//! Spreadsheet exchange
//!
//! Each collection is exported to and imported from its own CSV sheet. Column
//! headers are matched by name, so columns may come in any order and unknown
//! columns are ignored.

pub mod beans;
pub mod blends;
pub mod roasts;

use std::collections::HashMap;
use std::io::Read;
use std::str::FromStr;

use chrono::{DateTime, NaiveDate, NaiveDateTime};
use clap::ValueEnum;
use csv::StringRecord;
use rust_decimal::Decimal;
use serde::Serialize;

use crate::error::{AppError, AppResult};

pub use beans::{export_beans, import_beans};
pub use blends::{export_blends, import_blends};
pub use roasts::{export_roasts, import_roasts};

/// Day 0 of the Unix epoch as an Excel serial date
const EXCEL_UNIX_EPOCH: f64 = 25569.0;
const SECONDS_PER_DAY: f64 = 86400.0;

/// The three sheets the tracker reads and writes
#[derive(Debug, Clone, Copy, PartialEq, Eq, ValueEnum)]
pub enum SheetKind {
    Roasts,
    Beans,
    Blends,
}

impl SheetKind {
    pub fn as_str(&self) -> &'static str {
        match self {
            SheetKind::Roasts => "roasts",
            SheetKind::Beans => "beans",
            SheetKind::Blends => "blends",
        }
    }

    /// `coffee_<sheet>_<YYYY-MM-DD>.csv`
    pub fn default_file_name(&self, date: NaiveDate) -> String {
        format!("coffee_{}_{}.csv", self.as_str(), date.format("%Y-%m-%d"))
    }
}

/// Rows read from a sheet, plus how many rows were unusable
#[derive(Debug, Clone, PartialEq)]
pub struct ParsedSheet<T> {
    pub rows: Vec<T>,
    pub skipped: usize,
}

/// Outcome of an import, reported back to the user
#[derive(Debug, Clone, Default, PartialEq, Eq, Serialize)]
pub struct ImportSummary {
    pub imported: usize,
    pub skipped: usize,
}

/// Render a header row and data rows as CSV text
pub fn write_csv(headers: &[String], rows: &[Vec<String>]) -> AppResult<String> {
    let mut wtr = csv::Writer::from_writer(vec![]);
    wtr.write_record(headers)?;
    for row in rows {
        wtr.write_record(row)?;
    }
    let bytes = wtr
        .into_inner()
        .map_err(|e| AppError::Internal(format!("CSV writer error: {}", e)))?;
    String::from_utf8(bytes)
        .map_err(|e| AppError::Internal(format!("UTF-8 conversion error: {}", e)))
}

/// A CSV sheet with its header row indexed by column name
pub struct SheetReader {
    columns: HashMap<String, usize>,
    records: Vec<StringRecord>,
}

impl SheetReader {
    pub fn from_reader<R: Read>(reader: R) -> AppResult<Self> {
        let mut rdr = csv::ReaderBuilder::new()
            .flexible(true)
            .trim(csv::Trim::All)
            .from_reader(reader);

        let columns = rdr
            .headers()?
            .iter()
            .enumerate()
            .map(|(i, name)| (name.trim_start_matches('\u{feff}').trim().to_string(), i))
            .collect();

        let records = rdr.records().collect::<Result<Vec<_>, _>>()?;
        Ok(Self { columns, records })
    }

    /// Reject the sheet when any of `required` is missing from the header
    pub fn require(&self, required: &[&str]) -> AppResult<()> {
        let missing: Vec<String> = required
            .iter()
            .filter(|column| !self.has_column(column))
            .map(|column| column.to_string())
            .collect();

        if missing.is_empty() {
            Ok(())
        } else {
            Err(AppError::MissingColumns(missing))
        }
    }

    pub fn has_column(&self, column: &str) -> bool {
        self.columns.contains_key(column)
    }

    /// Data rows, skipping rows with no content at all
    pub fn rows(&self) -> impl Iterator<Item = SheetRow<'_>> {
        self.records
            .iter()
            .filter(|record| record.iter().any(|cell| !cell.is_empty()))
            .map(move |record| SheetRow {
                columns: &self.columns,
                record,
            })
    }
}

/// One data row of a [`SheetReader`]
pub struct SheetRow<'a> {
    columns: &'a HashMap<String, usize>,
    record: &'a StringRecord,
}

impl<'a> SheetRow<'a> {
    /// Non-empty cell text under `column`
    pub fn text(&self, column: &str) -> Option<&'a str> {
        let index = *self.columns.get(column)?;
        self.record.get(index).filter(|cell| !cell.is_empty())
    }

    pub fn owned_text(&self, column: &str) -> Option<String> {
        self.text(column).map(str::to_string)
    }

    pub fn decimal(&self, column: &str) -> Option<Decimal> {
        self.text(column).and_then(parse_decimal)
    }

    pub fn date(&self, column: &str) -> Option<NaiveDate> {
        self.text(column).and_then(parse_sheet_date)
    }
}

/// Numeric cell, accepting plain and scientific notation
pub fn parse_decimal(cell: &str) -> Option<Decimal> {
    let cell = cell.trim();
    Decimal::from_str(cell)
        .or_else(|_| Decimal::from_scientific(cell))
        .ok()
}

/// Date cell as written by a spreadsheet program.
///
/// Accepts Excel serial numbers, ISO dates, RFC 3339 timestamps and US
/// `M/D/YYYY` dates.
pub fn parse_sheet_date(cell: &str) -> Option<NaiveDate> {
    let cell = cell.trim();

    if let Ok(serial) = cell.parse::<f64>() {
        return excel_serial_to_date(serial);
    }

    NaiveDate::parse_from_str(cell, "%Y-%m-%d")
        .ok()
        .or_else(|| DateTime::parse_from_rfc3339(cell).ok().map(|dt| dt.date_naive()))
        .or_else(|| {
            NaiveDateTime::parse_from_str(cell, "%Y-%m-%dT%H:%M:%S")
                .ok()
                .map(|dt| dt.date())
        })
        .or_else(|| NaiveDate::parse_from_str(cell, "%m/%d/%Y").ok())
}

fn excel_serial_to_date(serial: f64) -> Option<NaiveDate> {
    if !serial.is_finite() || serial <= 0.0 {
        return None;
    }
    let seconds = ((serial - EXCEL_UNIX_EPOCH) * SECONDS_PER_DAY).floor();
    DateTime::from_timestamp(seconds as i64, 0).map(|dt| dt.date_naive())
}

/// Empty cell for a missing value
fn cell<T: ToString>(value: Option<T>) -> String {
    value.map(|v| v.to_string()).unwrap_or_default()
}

------------------------

**Directions for this task:**
Where a line of the data contains "usize", copy that line.

**Solution to this task:**
    pub skipped: usize,
    pub imported: usize,
    pub skipped: usize,
    columns: HashMap<String, usize>,
    columns: &'a HashMap<String, usize>,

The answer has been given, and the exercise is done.